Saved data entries

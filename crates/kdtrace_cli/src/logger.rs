use log::LevelFilter;

/// Initialize the logger with the specified level
pub fn init_logger(level: LevelFilter) {
    env_logger::Builder::from_default_env()
        .filter_level(level)
        .format_timestamp_millis()
        .init();
}
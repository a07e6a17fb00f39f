//! kdtrace renderer - direct-lighting CPU ray tracer
//!
//! Triangle meshes are indexed by a kd-tree; spheres and planes are tested
//! exhaustively. The image is split into buckets that are shaded in
//! parallel with rayon and assembled into a single buffer.

mod bucket;
mod camera;
mod error;
mod hit;
mod kdtree;
mod material;
mod mesh;
mod output;
mod plane;
mod renderer;
mod scene;
mod sphere;
mod triangle;

pub use bucket::{generate_buckets, render_bucket, Bucket, BucketResult, DEFAULT_BUCKET_SIZE};
pub use camera::{Camera, RayGenerator};
pub use error::{RenderError, RenderResult};
pub use hit::{Geometry, Hit};
pub use kdtree::{KdNode, KdTree, KdTreeStats};
pub use material::{Color, Material, ALBEDO, MAX_DEPTH};
pub use mesh::{BoundedMesh, BoundingVolume, MeshGeometry};
pub use output::{
    color_to_rgba, gamma_to_linear, linear_to_gamma, linear_to_srgb, save_png, srgb_to_linear,
};
pub use plane::Plane;
pub use renderer::{
    render, render_pixel, render_serial, ImageBuffer, NoProgress, ProgressSink, RenderConfig,
};
pub use scene::{Light, Scene, SceneHit, DEFAULT_BACKGROUND};
pub use sphere::Sphere;
pub use triangle::Triangle;

/// Re-export math types from kdtrace_math
pub use kdtrace_math::{Aabb, Interval, Ray, Vec3};

/// Tolerance for hit rejection near the ray origin, the one-sided plane
/// test and the shadow-ray offset.
pub const EPSILON: f32 = 1e-4;
//! The demo scene: one mesh among five colored spheres.

use anyhow::{Context, Result};
use kdtrace_core::{load_obj, Mesh};
use kdtrace_renderer::{Camera, Color, Light, Material, MeshGeometry, Scene, Sphere, Vec3};
use std::path::Path;

const EYE: Vec3 = Vec3::new(0.0, 0.0, -4.0);

/// Sphere centers and colors, arranged around the mesh.
const SPHERES: [(Vec3, Color); 5] = [
    (Vec3::new(0.0, 0.0, 5.0), Color::new(0.0, 0.7, 0.0)),
    (Vec3::new(-2.0, -1.5, 3.0), Color::new(0.1, 0.9, 0.7)),
    (Vec3::new(-2.0, 1.5, 5.0), Color::new(0.9, 0.9, 0.1)),
    (Vec3::new(2.0, 1.5, 5.0), Color::new(0.9, 0.1, 0.9)),
    (Vec3::new(2.0, -1.5, 5.0), Color::new(0.2, 0.4, 0.6)),
];

/// Load the mesh at `obj`, or tessellate a sphere when no path is given.
pub fn load_mesh(obj: Option<&Path>) -> Result<Mesh> {
    match obj {
        Some(path) => {
            log::info!("Loading {}", path.display());
            load_obj(path).with_context(|| format!("failed to load {}", path.display()))
        }
        None => {
            log::info!("No mesh given, using a tessellated sphere");
            Ok(Mesh::uv_sphere(Vec3::ZERO, 1.5, 64, 32))
        }
    }
}

/// Build the demo scene around `mesh`.
pub fn build_scene(mesh: &Mesh) -> Result<Scene> {
    let mut scene = Scene::new(Light::new(Vec3::new(-1.0, -2.0, 2.0), 20.0));

    let geometry =
        MeshGeometry::from_mesh(mesh, Material::default()).context("failed to index mesh")?;
    log::info!("Indexed {} triangles", geometry.triangle_count());
    scene.add(geometry);

    for (center, color) in SPHERES {
        scene.add(Sphere::new(center, 1.0, Material::new(color)));
    }

    Ok(scene)
}

/// Camera looking down +Z from behind the scene.
pub fn camera(width: u32, height: u32) -> Camera {
    Camera::new(width, height).with_eye(EYE)
}
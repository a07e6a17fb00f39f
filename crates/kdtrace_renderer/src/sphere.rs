//! Sphere primitive for ray tracing.

use crate::{hit::Geometry, Hit, Material, Ray};
use kdtrace_math::Vec3;

/// An analytic sphere. Tested exhaustively per ray, never indexed.
#[derive(Debug, Clone)]
pub struct Sphere {
    center: Vec3,
    radius: f32,
    material: Material,
}

impl Sphere {
    /// Create a new sphere.
    pub fn new(center: Vec3, radius: f32, material: Material) -> Self {
        Self {
            center,
            radius: radius.max(0.0),
            material,
        }
    }

    pub fn center(&self) -> Vec3 {
        self.center
    }

    pub fn radius(&self) -> f32 {
        self.radius
    }
}

impl Geometry for Sphere {
    /// Geometric quadratic solve; expects a unit-length ray direction.
    ///
    /// When the origin is inside the sphere the near root is negative and
    /// is clamped to 0, so the hit is reported at the origin itself.
    fn intersect(&self, ray: &Ray) -> Hit {
        let oc = ray.origin - self.center;
        let b = oc.dot(ray.direction);
        let c = oc.length_squared() - self.radius * self.radius;

        // Origin outside the sphere and pointing away from it
        if c > 0.0 && b > 0.0 {
            return Hit::NONE;
        }

        let discriminant = b * b - c;
        if discriminant < 0.0 {
            return Hit::NONE;
        }

        let t = (-b - discriminant.sqrt()).max(0.0);
        let point = ray.at(t);
        Hit::new(t, point, (point - self.center).normalize())
    }

    fn material(&self) -> &Material {
        &self.material
    }
}

#[cfg(test)]
mod tests {
    use super::*;
    use crate::Color;

    fn unit_sphere() -> Sphere {
        Sphere::new(Vec3::ZERO, 1.0, Material::new(Color::splat(0.5)))
    }

    #[test]
    fn test_sphere_hit() {
        let ray = Ray::new(Vec3::new(0.0, 0.0, -5.0), Vec3::Z);
        let hit = unit_sphere().intersect(&ray);

        assert_eq!(hit.t, 4.0);
        assert_eq!(hit.point, Vec3::new(0.0, 0.0, -1.0));
        assert_eq!(hit.normal, Vec3::new(0.0, 0.0, -1.0));
    }

    #[test]
    fn test_sphere_miss() {
        let sphere = unit_sphere();

        // Pointing away
        assert!(!sphere.intersect(&Ray::new(Vec3::new(0.0, 0.0, -5.0), -Vec3::Z)).is_hit());
        // Passing beside
        assert!(!sphere.intersect(&Ray::new(Vec3::new(2.0, 0.0, -5.0), Vec3::Z)).is_hit());
    }

    #[test]
    fn test_sphere_origin_inside_clamps_to_zero() {
        let ray = Ray::new(Vec3::new(0.0, 0.5, 0.0), Vec3::Y);
        let hit = unit_sphere().intersect(&ray);

        assert!(hit.is_hit());
        assert_eq!(hit.t, 0.0);
        assert_eq!(hit.point, Vec3::new(0.0, 0.5, 0.0));
        assert!((hit.normal - Vec3::Y).length() < 1e-6);
    }

    #[test]
    fn test_sphere_grazing() {
        let ray = Ray::new(Vec3::new(1.0, 0.0, -5.0), Vec3::Z);
        let hit = unit_sphere().intersect(&ray);

        assert_eq!(hit.t, 5.0);
        assert_eq!(hit.normal, Vec3::X);
    }
}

Task goal »
Retype exactly the lines above, from the one with "pub fn radius(&self)" through the one with "#[cfg(test)]", inclusive.

Answer to the exercise »
    pub fn radius(&self) -> f32 {
        self.radius
    }
}

impl Geometry for Sphere {
    /// Geometric quadratic solve; expects a unit-length ray direction.
    ///
    /// When the origin is inside the sphere the near root is negative and
    /// is clamped to 0, so the hit is reported at the origin itself.
    fn intersect(&self, ray: &Ray) -> Hit {
        let oc = ray.origin - self.center;
        let b = oc.dot(ray.direction);
        let c = oc.length_squared() - self.radius * self.radius;

        // Origin outside the sphere and pointing away from it
        if c > 0.0 && b > 0.0 {
            return Hit::NONE;
        }

        let discriminant = b * b - c;
        if discriminant < 0.0 {
            return Hit::NONE;
        }

        let t = (-b - discriminant.sqrt()).max(0.0);
        let point = ray.at(t);
        Hit::new(t, point, (point - self.center).normalize())
    }

    fn material(&self) -> &Material {
        &self.material
    }
}

#[cfg(test)]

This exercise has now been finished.